Historical Context

The organ in Anabel Taylor Hall of Cornell University is primarily based on a chapel organ built by the famous Arp Schnitger. King Frederick I, in need of an organ for the chapel of his new lavish palace, the Schloss Charlottenburg, commissioned Arp Schnitger to build the Charlottenburg organ in 1706. At the time, Arp Schnitger, whose workshop was based in distant Hamburg, was well known for his ability to build organs for specific and awkward spaces in a short amount of time. Arp Schnitger’s competitors within the city, Christian Werner and Johann Nette, were not asked to compete for this job, which led to some jealousy amongst them. The imminent wedding of the prince, Friedrich Wilhelm, at the end of the year further expedited the organ’s construction. The king must have been pleased with Schnitger’s and his apprentices’ work because he named him the “Royal Prussian Organbuilder” two years later. After its creation, the Charlottenburg organ continued to have a rich history. During the Seven Years War, the palace was ransacked and the organ damaged, but after its almost immediate reconstruction, it was left virtually untouched except for an exchange of two of its reed ranks for a royal wedding in 1888.
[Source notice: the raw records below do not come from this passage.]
//! Recursive-descent parser over the token stream. The grammar is small
//! and fixed, so hand-written descent functions are a better fit than a
//! general parser-combinator DSL.
//!
//! ```text
//! regex         := alternation
//! alternation   := concatenation ( '|' concatenation )*
//! concatenation := quantified*
//! quantified    := atom ( '*' | '+' | '?' | '{m,n}' )?
//! atom          := char | '.' | charset | anchor | '(' alternation ')' | boundary
//! ```

use crate::ast::{Node, QuantifierKind};
use crate::error::CompileError;
use crate::lexer::{Lexer, Token};

/// Parses a full pattern, returning the AST root. Group numbers are
/// assigned left-paren-first, so the highest index observed in the tree is
/// the total capturing-group count (see `Node::max_group_index`).
pub fn parse(pattern: &[u8]) -> Result<Node, CompileError> {
    let mut parser = Parser {
        lexer: Lexer::new(pattern),
        group_counter: 0,
    };
    let root = parser.alternation()?;
    match parser.lexer.advance() {
        Token::Eof { .. } => Ok(root),
        unexpected => Err(CompileError::new(
            "unexpected trailing token, likely an unmatched ')'",
            unexpected.position(),
        )),
    }
}

struct Parser<'a> {
    lexer: Lexer<'a>,
    group_counter: u32,
}

impl<'a> Parser<'a> {
    fn alternation(&mut self) -> Result<Node, CompileError> {
        let mut branches = vec![self.concatenation()?];
        while matches!(self.lexer.peek(), Token::Pipe { .. }) {
            self.lexer.advance();
            branches.push(self.concatenation()?);
        }
        Ok(Node::alternation(branches))
    }

    fn concatenation(&mut self) -> Result<Node, CompileError> {
        let mut parts = vec![];
        loop {
            match self.lexer.peek() {
                Token::Eof { .. } | Token::Pipe { .. } | Token::RParen { .. } => break,
                Token::Error { message, position } => {
                    return Err(CompileError::new(message.clone(), *position));
                }
                _ => parts.push(self.quantified()?),
            }
        }
        Ok(Node::sequence(parts))
    }

    fn quantified(&mut self) -> Result<Node, CompileError> {
        let body = self.atom()?;
        let kind = match self.lexer.peek() {
            Token::Star { .. } => Some(QuantifierKind::ZeroOrMore),
            Token::Plus { .. } => Some(QuantifierKind::OneOrMore),
            Token::Question { .. } => Some(QuantifierKind::ZeroOrOne),
            Token::Counted { min, max, .. } => Some(QuantifierKind::Range {
                min: *min,
                max: *max,
            }),
            _ => None,
        };
        let Some(kind) = kind else {
            return Ok(body);
        };
        self.lexer.advance();
        Ok(Node::Quantifier {
            kind,
            greedy: true,
            body: Box::new(body),
        })
    }

    fn atom(&mut self) -> Result<Node, CompileError> {
        match self.lexer.advance() {
            Token::Char { byte, .. } => Ok(Node::Char(byte)),
            Token::Dot { .. } => Ok(Node::Dot),
            Token::Charset { set, .. } => Ok(Node::Charset(set)),
            Token::AnchorStart { .. } => Ok(Node::AnchorStart),
            Token::AnchorEnd { .. } => Ok(Node::AnchorEnd),
            Token::WordBoundary { .. } => Ok(Node::WordBoundary),
            Token::NotWordBoundary { .. } => Ok(Node::NotWordBoundary),
            Token::LParen { .. } => {
                self.group_counter += 1;
                let index = self.group_counter;
                let body = self.alternation()?;
                match self.lexer.advance() {
                    Token::RParen { .. } => Ok(Node::Group {
                        index,
                        body: Box::new(body),
                    }),
                    unexpected => Err(CompileError::new(
                        "expected closing ')'",
                        unexpected.position(),
                    )),
                }
            }
            Token::Error { message, position } => Err(CompileError::new(message, position)),
            unexpected => Err(CompileError::new(
                "unexpected token, possibly a dangling quantifier",
                unexpected.position(),
            )),
        }
    }
}

#[cfg(test)]
mod tests {
    use super::*;
    use crate::ast::QuantifierKind;

    #[test]
    fn empty_pattern_is_empty_sequence() {
        let ast = parse(b"").unwrap();
        assert_eq!(ast, Node::Sequence(vec![]));
    }

    #[test]
    fn single_atom_is_not_wrapped_in_sequence() {
        let ast = parse(b"a").unwrap();
        assert_eq!(ast, Node::Char(b'a'));
    }

    #[test]
    fn concatenation_and_alternation_precedence() {
        let ast = parse(b"ab|c").unwrap();
        match ast {
            Node::Alternation(branches) => {
                assert_eq!(branches.len(), 2);
                assert_eq!(
                    branches[0],
                    Node::Sequence(vec![Node::Char(b'a'), Node::Char(b'b')])
                );
                assert_eq!(branches[1], Node::Char(b'c'));
            }
            other => panic!("expected alternation, got {other:?}"),
        }
    }

    #[test]
    fn groups_are_numbered_in_open_paren_order() {
        let ast = parse(b"(a(b))(c)").unwrap();
        assert_eq!(ast.max_group_index(), 3);
        let Node::Sequence(top) = ast else {
            panic!("expected top-level sequence");
        };
        let Node::Group { index: 1, body } = &top[0] else {
            panic!("expected group 1 first");
        };
        let Node::Sequence(inner) = body.as_ref() else {
            panic!("expected sequence inside group 1");
        };
        assert!(matches!(inner[1], Node::Group { index: 2, .. }));
        assert!(matches!(top[1], Node::Group { index: 3, .. }));
    }

    #[test]
    fn quantifier_wraps_preceding_atom_only() {
        let ast = parse(b"ab*").unwrap();
        let Node::Sequence(parts) = ast else {
            panic!("expected sequence");
        };
        assert_eq!(parts[0], Node::Char(b'a'));
        assert!(matches!(
            parts[1],
            Node::Quantifier {
                kind: QuantifierKind::ZeroOrMore,
                ..
            }
        ));
    }

    #[test]
    fn unmatched_close_paren_is_an_error() {
        assert!(parse(b"a)").is_err());
    }

    #[test]
    fn unclosed_group_is_an_error() {
        assert!(parse(b"(a").is_err());
    }

    #[test]
    fn dangling_quantifier_is_an_error() {
        assert!(parse(b"*a").is_err());
    }

    #[test]
    fn unterminated_charset_propagates_as_parse_error() {
        assert!(parse(b"[abc").is_err());
    }
}
//! Interactive test-and-inspect driver for the regex engine:
//! `clap::Parser`-derived subcommands, `simple_logger` at `Warn`, errors
//! surfaced through `log::error!` rather than a panic.

use bytereg::{compiler, flags::RegexFlags, parser, MatchResult, Regex};
use clap::{Parser, Subcommand};
use log::error;

#[derive(Parser)]
#[command(name = "rxi", about = "Interactive driver for the byte-oriented regex engine")]
struct Cli {
    #[command(subcommand)]
    command: Command,
}

#[derive(Subcommand)]
enum Command {
    /// Reports whether the pattern matches anywhere in the text.
    Test {
        pattern: String,
        text: String,
        #[arg(short, long, default_value = "")]
        flags: String,
    },
    /// Prints the first match and its capture groups.
    Match {
        pattern: String,
        text: String,
        #[arg(short, long, default_value = "")]
        flags: String,
    },
    /// Prints every match. The `g` flag is added automatically if absent.
    MatchAll {
        pattern: String,
        text: String,
        #[arg(short, long, default_value = "")]
        flags: String,
    },
    /// Dumps the compiled bytecode for a pattern without running it.
    Dump {
        pattern: String,
        #[arg(short, long, default_value = "")]
        flags: String,
    },
}

fn main() {
    simple_logger::init_with_level(log::Level::Warn).expect("failed to initialize logger");
    let cli = Cli::parse();
    if let Err(message) = run(cli.command) {
        error!("{message}");
        std::process::exit(1);
    }
}

fn run(command: Command) -> Result<(), String> {
    match command {
        Command::Test { pattern, text, flags } => {
            let mut re = Regex::new(&pattern, &flags).map_err(|e| e.to_string())?;
            println!("{}", re.test(text.as_bytes()));
            Ok(())
        }
        Command::Match { pattern, text, flags } => {
            let mut re = Regex::new(&pattern, &flags).map_err(|e| e.to_string())?;
            match re.match_(text.as_bytes()) {
                Some(m) => print_match(&m, text.as_bytes()),
                None => println!("no match"),
            }
            Ok(())
        }
        Command::MatchAll { pattern, text, flags } => {
            let flags = if flags.contains('g') {
                flags
            } else {
                format!("{flags}g")
            };
            let mut re = Regex::new(&pattern, &flags).map_err(|e| e.to_string())?;
            let text_bytes = text.as_bytes();
            let matches: Vec<MatchResult> = re
                .match_all(text_bytes)
                .expect("global flag was just ensured above")
                .collect();
            if matches.is_empty() {
                println!("no match");
            }
            for m in &matches {
                print_match(m, text_bytes);
            }
            Ok(())
        }
        Command::Dump { pattern, flags } => {
            let ast = parser::parse(pattern.as_bytes()).map_err(|e| e.to_string())?;
            let group_count = ast.max_group_index() + 1;
            let program = compiler::compile(&ast, group_count, RegexFlags::parse(&flags));
            for (addr, instr) in program.instructions().iter().enumerate() {
                println!("{addr:4}: {instr:?}");
            }
            Ok(())
        }
    }
}

fn print_match(m: &MatchResult, text: &[u8]) {
    println!(
        "index {} : {}",
        m.index,
        String::from_utf8_lossy(m.full_match(text))
    );
    for i in 1..=m.group_count() {
        match m.group(i, text) {
            Some(group) => println!("  group {i}: {}", String::from_utf8_lossy(group)),
            None => println!("  group {i}: <unset>"),
        }
    }
}
//! Error types for cimatrix.

use thiserror::Error;

#[derive(Debug, Error)]
pub enum Error {
    // Configuration errors
    #[error("Unknown build value '{value}' for version {version}")]
    UnknownBuildPolicy { version: String, value: String },

    #[error("Unrecognized repository layout: {0}")]
    UnrecognizedLayout(String),

    #[error("Unsupported platform: {0}")]
    UnsupportedPlatform(String),

    #[error("Unknown recipe type: {0}")]
    UnknownRecipeKind(String),

    #[error("Invalid configuration: {0}")]
    InvalidConfig(String),

    #[error("Cannot resolve the recipe version in {0}")]
    UnresolvedVersion(String),

    #[error("Duplicate job names in map output: {}", .0.join(", "))]
    DuplicateJobNames(Vec<String>),

    // Compatibility errors
    #[error(
        "cimatrix {tool_version} requires a newer {platform} CI config file for '{feature}'; minimum version {required} - current version {current}"
    )]
    Incompatible {
        tool_version: String,
        platform: String,
        feature: String,
        required: u32,
        current: u32,
    },

    // Infrastructure errors
    #[error("Version control error: {0}")]
    VersionControl(String),

    #[error("IO error: {0}")]
    Io(#[from] std::io::Error),

    #[error("Serialization error: {0}")]
    Serialization(String),
}

impl Error {
    /// Whether this error belongs to the configuration class (malformed or
    /// unrecognized input).
    pub fn is_configuration(&self) -> bool {
        matches!(
            self,
            Error::UnknownBuildPolicy { .. }
                | Error::UnrecognizedLayout(_)
                | Error::UnsupportedPlatform(_)
                | Error::UnknownRecipeKind(_)
                | Error::InvalidConfig(_)
                | Error::UnresolvedVersion(_)
                | Error::DuplicateJobNames(_)
        )
    }

    /// Whether the invoking CI configuration is too old for this tool.
    pub fn is_compatibility(&self) -> bool {
        matches!(self, Error::Incompatible { .. })
    }
}

pub type Result<T> = std::result::Result<T, Error>;

impl From<serde_json::Error> for Error {
    fn from(err: serde_json::Error) -> Self {
        Error::Serialization(err.to_string())
    }
}

impl From<serde_yaml::Error> for Error {
    fn from(err: serde_yaml::Error) -> Self {
        Error::InvalidConfig(err.to_string())
    }
}

#[cfg(test)]
mod tests {
    use super::*;

    #[test]
    fn test_error_classes() {
        let err = Error::UnknownBuildPolicy {
            version: "1.0".to_string(),
            value: "sometimes".to_string(),
        };
        assert!(err.is_configuration());
        assert!(!err.is_compatibility());

        let err = Error::Incompatible {
            tool_version: "0.1.0".to_string(),
            platform: "gha".to_string(),
            feature: "generate-ci-jobs".to_string(),
            required: 5,
            current: 3,
        };
        assert!(err.is_compatibility());
        assert!(!err.is_configuration());
        let message = err.to_string();
        assert!(message.contains("minimum version 5"));
        assert!(message.contains("current version 3"));
    }

    #[test]
    fn test_duplicate_names_message() {
        let err = Error::DuplicateJobNames(vec!["GCC 7".to_string(), "CLANG 8".to_string()]);
        assert_eq!(
            err.to_string(),
            "Duplicate job names in map output: GCC 7, CLANG 8"
        );
    }
}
Although the instrument was governed by the aesthetics of the North German organ art, it contained several unique chamber features uncommon in many of Schnitger’s organs. Its pitch, as in the Anabel Taylor organ, was at a=415 (“chamber pitch”). The wooden ranks, such as the HW floite dues 8′, RP floite dues 4′, and the HW viol de gamb 4′, contrasted with the typical metal ranks in their soft and delicate sound. The pedal also contained two wooden ranks including, unusually, the Oktav 8’. Even with these distinct chamber aspects, the Charlottenburg organ could still perform in a liturgical setting.
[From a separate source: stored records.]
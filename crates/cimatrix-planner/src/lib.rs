//! Build-job matrix planning for cimatrix.
//!
//! Everything in this crate is a pure function of the data returned by the
//! port traits in `cimatrix_core::ports`.

pub mod assembler;
pub mod builder;
pub mod catalog;
pub mod changes;
pub mod compat;
pub mod families;
pub mod generate;
pub mod legacy;
pub mod selector;
pub mod serializer;
pub mod settings;

pub use assembler::MatrixAssembler;
pub use builder::{MatrixBuilder, split_by_build_type};
pub use changes::ChangeSet;
pub use generate::{GenerateRequest, Ports, generate_matrix};
pub use legacy::LegacyOwnership;
pub use serializer::{Rendered, render};
pub use settings::GeneratorSettings;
In the late 1920s, the German architectural historian Bodo Ebhardt and the organist Wolfgang Auler rediscovered the almost-forgotten Charlottenburg organ, which would become an iconic instrument for the German Orgelbewegung. The Orgelbewegung, or Organ Reform Movement, of the early 20th century was rooted in the aesthetics of the past, and called for a return to classical ‘purity’, rejecting what were seen as the excesses of romantic instruments. Some scholars and performers insisted that German organs should be restored to their original conception. The Charlottenburg organ, essentially in original condition and the subject of historically-sensitive restoration work in 1931, was a perfect centerpiece for this movement. Many scholars and performers, such as Fritz Heitmann and Walter Kaufmann, praised the organ in terms of its historical accuracy and character. Despite best efforts to protect this organ from the turmoil of World War II, bombs from Allied Troops ultimately destroyed the instrument in 1943.
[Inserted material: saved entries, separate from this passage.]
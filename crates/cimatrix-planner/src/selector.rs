//! Version selection.

use crate::changes::ChangeSet;
use cimatrix_core::{BuildPolicy, Result, VersionConfig, VersionPolicy};
use tracing::debug;

/// Versions of `config` in scope for this run, in declaration order.
///
/// Without an explicit version, a version is in scope when its folder
/// changed; with one, only the version carrying that label is. Versions
/// with a `none` build policy are never selected. Build values are only
/// checked for versions in scope.
pub fn select_versions(
    config: &VersionConfig,
    changed: &ChangeSet,
    explicit_version: Option<&str>,
) -> Result<Vec<VersionPolicy>> {
    let mut selected = Vec::new();
    for policy in config.iter() {
        let in_scope = match explicit_version {
            Some(explicit) => policy.version == explicit,
            None => changed.contains(&policy.folder),
        };
        if !in_scope {
            continue;
        }
        if policy.build_policy()? == BuildPolicy::None {
            debug!(version = %policy.version, "Skipping version with build policy 'none'");
            continue;
        }
        selected.push(policy.clone());
    }
    Ok(selected)
}

#[cfg(test)]
mod tests {
    use super::*;
    use pretty_assertions::assert_eq;

    fn config() -> VersionConfig {
        VersionConfig::new(vec![
            VersionPolicy::new("1.2.0", "1.2.0", BuildPolicy::Full),
            VersionPolicy::new("2.0.0", "2.0.0", BuildPolicy::Full),
        ])
    }

    #[test]
    fn test_selects_changed_folder() {
        let changed: ChangeSet = ["1.2.0"].into_iter().collect();
        let selected = select_versions(&config(), &changed, None).unwrap();

        assert_eq!(
            selected,
            vec![VersionPolicy::new("1.2.0", "1.2.0", BuildPolicy::Full)]
        );
    }

    #[test]
    fn test_explicit_version_ignores_changes() {
        let changed: ChangeSet = ["1.2.0"].into_iter().collect();
        let selected = select_versions(&config(), &changed, Some("2.0.0")).unwrap();

        assert_eq!(
            selected,
            vec![VersionPolicy::new("2.0.0", "2.0.0", BuildPolicy::Full)]
        );
    }

    #[test]
    fn test_none_policy_never_selected() {
        let config = VersionConfig::new(vec![
            VersionPolicy::new("1.0", "all", BuildPolicy::None),
            VersionPolicy::new("1.1", "all", BuildPolicy::Minimal),
        ]);
        let changed: ChangeSet = ["all"].into_iter().collect();

        let selected = select_versions(&config, &changed, None).unwrap();
        assert_eq!(
            selected,
            vec![VersionPolicy::new("1.1", "all", BuildPolicy::Minimal)]
        );
        let pinned = select_versions(&config, &changed, Some("1.0")).unwrap();
        assert!(pinned.is_empty());
    }

    #[test]
    fn test_shared_folder_selects_every_version() {
        let config = VersionConfig::new(vec![
            VersionPolicy::new("1.0", "all", BuildPolicy::Full),
            VersionPolicy::new("1.1", "all", BuildPolicy::Full),
            VersionPolicy::new("0.9", "legacy", BuildPolicy::Full),
        ]);
        let changed: ChangeSet = ["all"].into_iter().collect();

        let labels: Vec<String> = select_versions(&config, &changed, None)
            .unwrap()
            .into_iter()
            .map(|p| p.version)
            .collect();
        assert_eq!(labels, vec!["1.0", "1.1"]);
    }

    #[test]
    fn test_unknown_build_value_only_fails_when_selected() {
        let config = VersionConfig::new(vec![
            VersionPolicy::new("1.0", "all", BuildPolicy::Full),
            VersionPolicy::declared("0.9", "legacy", Some("sometimes".to_string())),
        ]);

        let changed: ChangeSet = ["all"].into_iter().collect();
        let labels: Vec<String> = select_versions(&config, &changed, None)
            .unwrap()
            .into_iter()
            .map(|p| p.version)
            .collect();
        assert_eq!(labels, vec!["1.0"]);

        let changed: ChangeSet = ["legacy"].into_iter().collect();
        let err = select_versions(&config, &changed, None).unwrap_err();
        assert_eq!(
            err.to_string(),
            "Unknown build value 'sometimes' for version 0.9"
        );
        assert!(select_versions(&config, &ChangeSet::default(), Some("0.9")).is_err());
    }

    #[test]
    fn test_nothing_changed() {
        let selected = select_versions(&config(), &ChangeSet::default(), None).unwrap();
        assert!(selected.is_empty());
    }
}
As a result of the postwar reconstruction, efforts to rebuild the Schloss Charlottenburg and the Charlottenburg organ started in 1965. Karl Schuke, the organ builder who cared for the organ in 1936, was asked to build a reconstruction of the organ for the Schloss. Schuke had recorded information about pipe scaling, and had taken photographs of the organ’s interior and exterior before the war; but although Schuke insisted that he had followed the original organ’s design closely, Wolfgang Auler found that its modern pedal board and pipe placement detracted from its authenticity. The concept of authenticity led to debates within the organ community about how authenticity should be integrated into organ building and reconstruction, with many organ builders today in Europe and the United States basing their work carefully on historical models that inspire their new instruments. At the forefront of these is the organ builder Munetaka Yokota, leader of the project to design and build the Cornell Baroque Organ, whose work is less a matter of exact historical reconstruction than the meticulous creation of organs specific to a particular historical context.

With this history in mind, creators of the Anabel Taylor organ are careful not to claim to have reconstructed the Charlottenburg organ. At the very least, the organ case for the Anabel Taylor instrument is quite different from that in Charlottenburg: in the castle chapel, architectural constraints led to an unusually crammed layout for the organ which it made no sense to replicate in Anabel Taylor Chapel. As a result, the case was modeled on Schnitger’s contemporaneous organ at Clausthal-Zellerfeld. In an interview with Annette Richards, Matthew Hall, a graduate Musicology student at Cornell, states that in creating the Anabel Taylor Baroque Organ “our minds have access in a particular way to knowledge about the past: therefore if we direct our hands to build and thereafter play an organ in sympathy with what we know about the past, then we are able, at least in part, to translate abstract knowledge into concrete, material experiences.” In his statement, Hall so eloquently affirms the important notions that collaborators at Cornell University and the Gothenburg Organ Art Center thought necessary when building an organ with both historical and material meaning. Most but not all of the plans are based on the Charlottenburg organ, but this organ still maintains the integrity to art that Arp Schnitger practiced when building his instruments. Annette Richards, in an article written about its conception, mentions that this organ was a “fantasy reconstruction” meant to be appealing not just for the present, but for the future as well. When listening to this organ, one should expect to hear an organ that in the right time period could have been built by Arp Schnitger, not a reconstruction of the Charlottenburg organ.